Véra (Sergeant Bertrand) dans Le Figaro Livres: L’ange et le possédé
Le Figaro Livres
L’ange et le possédé
Astrid de Larminat
Un grand roman russe dont le héros est un mari torturé par le démon de la jalousie.
Un jour, un homme entre dans l’appartement de Nikolaï, un petit deux-pièces de l’époque kroutchevienne qu’il partage avec sa femme, Véra. Souriant, bien mis, l’homme vient rendre visite à Véra. Ils se parlent à voix basse, il lui embrasse furtivement les deux mains. Nikolaï les surprend mais se tait. Sergent Bertrand, c’est le nom du visiteur, revient, deux fois, trois fois. Nikolaï n’en peut plus. Il interroge sa femme, qui nie, ne comprend pas de quoi il parle. Alors Nikolaï frappe. « Véra pleurait et lui se retenait de toutes ses forces pour ne pas la frapper encore. En serrant les dents, il se contenta de la tirer par les cheveux et réussit à la relever. Elle était si belle. Il l’aimait tant. Si seulement, ne fût-ce qu’un instant, elle pouvait se représenter l’infinie douleur de son amour pour elle. »

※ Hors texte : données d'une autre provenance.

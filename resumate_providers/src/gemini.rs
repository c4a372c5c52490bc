use async_trait::async_trait;
use reqwest::Client;
use resumate_core::{ChatMessage, LLMProvider, LLMResponse, Usage};
use serde_json::{Value, json};
use tracing::info;

use crate::retry::RetryPolicy;

const DEFAULT_BASE_URL: &str = "https://generativelanguage.googleapis.com/v1beta";
const DEFAULT_MODEL: &str = "gemini-2.0-flash";

/// Sampling settings sent with every request.
#[derive(Debug, Clone, Copy, PartialEq)]
pub struct GenerationSettings {
    pub temperature: f32,
    pub top_p: f32,
    pub top_k: u32,
}

impl Default for GenerationSettings {
    fn default() -> Self {
        Self {
            temperature: 0.7,
            top_p: 0.9,
            top_k: 40,
        }
    }
}

pub struct GeminiProvider {
    client: Client,
    api_key: String,
    base_url: String,
    settings: GenerationSettings,
    retry: RetryPolicy,
}

impl GeminiProvider {
    pub fn new(api_key: String) -> Self {
        info!("Creating GeminiProvider");
        Self {
            client: Client::new(),
            api_key,
            base_url: DEFAULT_BASE_URL.to_string(),
            settings: GenerationSettings::default(),
            retry: RetryPolicy::default(),
        }
    }

    #[must_use]
    pub fn with_base_url(mut self, base_url: String) -> Self {
        self.base_url = base_url;
        self
    }

    #[must_use]
    pub const fn with_settings(mut self, settings: GenerationSettings) -> Self {
        self.settings = settings;
        self
    }

    #[must_use]
    pub fn with_retry(mut self, retry: RetryPolicy) -> Self {
        self.retry = retry;
        self
    }

    /// Helper method to send a single request
    async fn try_send(&self, model: &str, request: &Value) -> anyhow::Result<LLMResponse> {
        let response = self
            .client
            .post(format!("{}/models/{model}:generateContent", self.base_url))
            .header("x-goog-api-key", &self.api_key)
            .json(request)
            .send()
            .await?
            .error_for_status()?
            .json::<Value>()
            .await?;

        parse_response(&response)
    }
}

/// Build a `generateContent` request body.
fn build_request(messages: &[ChatMessage], settings: GenerationSettings) -> Value {
    let contents: Vec<Value> = messages
        .iter()
        .map(|m| json!({ "role": m.role, "parts": [{ "text": m.content }] }))
        .collect();

    json!({
        "contents": contents,
        "safetySettings": [
            { "category": "HARM_CATEGORY_HARASSMENT", "threshold": "BLOCK_ONLY_HIGH" },
            { "category": "HARM_CATEGORY_HATE_SPEECH", "threshold": "BLOCK_ONLY_HIGH" },
        ],
        "generationConfig": {
            "temperature": settings.temperature,
            "topP": settings.top_p,
            "topK": settings.top_k,
        },
    })
}

/// Extract the first candidate's text and the token usage.
fn parse_response(response: &Value) -> anyhow::Result<LLMResponse> {
    let parts = response["candidates"][0]["content"]["parts"]
        .as_array()
        .ok_or_else(|| {
            let reason = response["promptFeedback"]["blockReason"]
                .as_str()
                .unwrap_or("missing content");
            anyhow::anyhow!("Invalid response format: {reason}")
        })?;

    let content: String = parts.iter().filter_map(|p| p["text"].as_str()).collect();

    let usage = response["usageMetadata"].as_object().map(|u| {
        let count = |key: &str| u32::try_from(u[key].as_u64().unwrap_or(0)).unwrap_or(0);
        Usage {
            prompt_tokens: count("promptTokenCount"),
            completion_tokens: count("candidatesTokenCount"),
            total_tokens: count("totalTokenCount"),
        }
    });

    Ok(LLMResponse { content, usage })
}

#[async_trait]
impl LLMProvider for GeminiProvider {
    async fn chat(&self, messages: &[ChatMessage], model: &str) -> anyhow::Result<LLMResponse> {
        let request = build_request(messages, self.settings);

        info!("Sending request to Gemini API: model={}", model);

        let response = self.retry.run(|| self.try_send(model, &request)).await?;

        info!("Received response from Gemini API");
        Ok(response)
    }

    fn get_default_model(&self) -> &'static str {
        DEFAULT_MODEL
    }
}

#[cfg(test)]
mod tests {
    use super::*;

    #[test]
    fn request_carries_prompt_and_settings() {
        let request = build_request(
            &[ChatMessage::user("Generate 8 questions")],
            GenerationSettings::default(),
        );
        assert_eq!(request["contents"][0]["role"], "user");
        assert_eq!(
            request["contents"][0]["parts"][0]["text"],
            "Generate 8 questions"
        );
        assert_eq!(request["generationConfig"]["topK"], 40);
        assert_eq!(request["safetySettings"].as_array().map(Vec::len), Some(2));
    }

    #[test]
    fn parses_candidate_text_and_usage() {
        let response = json!({
            "candidates": [{
                "content": { "role": "model", "parts": [{ "text": "1. Why Rust?" }, { "text": "\n2. Why Go?" }] }
            }],
            "usageMetadata": { "promptTokenCount": 12, "candidatesTokenCount": 8, "totalTokenCount": 20 }
        });
        let parsed = parse_response(&response).unwrap();
        assert_eq!(parsed.content, "1. Why Rust?\n2. Why Go?");
        let usage = parsed.usage.unwrap();
        assert_eq!(usage.prompt_tokens, 12);
        assert_eq!(usage.total_tokens, 20);
    }

    #[test]
    fn blocked_prompt_is_an_error() {
        let response = json!({ "promptFeedback": { "blockReason": "SAFETY" } });
        let err = parse_response(&response).unwrap_err();
        assert!(err.to_string().contains("SAFETY"));
    }
}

Alexandre Skorobogatov force le lecteur à changer ses habitudes compassionnelles. Il le place d’emblée dans la peau et dans la tête d’un mari qui tabasse son épouse, en réalité parfaitement innocente. Du grand art : saisi d’effroi, on souffre néanmoins avec le bourreau de cette toute jeune femme, désarmante de bonne foi, de patience et de douceur, qui n’a qu’un défaut : sa beauté, une beauté céleste, qui affole les mauvais instincts.
Une beauté dangereuse
Comédienne, Véra passe ses journées au théâtre. Son salaire fait vivre le ménage. Nikolaï reste seul chez lui, il boit. Il est à la torture, en attendant le retour de sa femme, imaginant le pire. Parfois, Sergent Bertrand apparaît et lui tient compagnie. Oui, car en fait, depuis le début, c’est lui et non Véra que Sergent Bertrand vient visiter… Il parle à Nikolaï de sa femme, évoque sa beauté dangereuse. Il a la bouche humide, et il rit, il rit. Plus le roman avance et s’enfonce dans les ténèbres intérieures du personnage, plus ce rire devient envahissant, comme si le monde entier était une farce atroce.
Bien sûr, Nikolaï est fou. Il a quelques circonstances atténuantes : enfant, il fut témoin du meurtre d’une lycéenne dont il était amoureux ; lui-même a semble-t-il provoqué la mort de son fils… Il est fou, mais ses hallucinations finissent par se réaliser. Du moins, c’est ce que nous fait croire l’auteur qui glisse sans cesse d’un récit de vision ou de rêve à celui de la réalité, manipulant le lecteur comme Sergent Bertrand le pauvre Nikolaï. On en vient à ne plus chercher à distinguer le réel de la fantasmagorie. Cette distinction-là s’avère d’ailleurs secondaire. Le combat du mal contre le bien passe au premier plan. Le roman devient le lieu d’une dramaturgie dont Nikolaï et Véra ne sont que les jouets, un théâtre d’âmes mortes qui errent sur la terre, cherchant des proies parmi les vivants, de préférence parmi les plus désarmés, les garçons blessés, les jeunes femmes angéliques. Avec ce beau roman tragique, Skorobogatov, 45 ans, s’inscrit dans la grande tradition russe.
Astrid de Larminat, Le Figaro Livres, 14/05/2009
Véra d’Alexandre Skorobogatov, traduit du russe par Dany Savelli Autrement, 118 p., 14 €.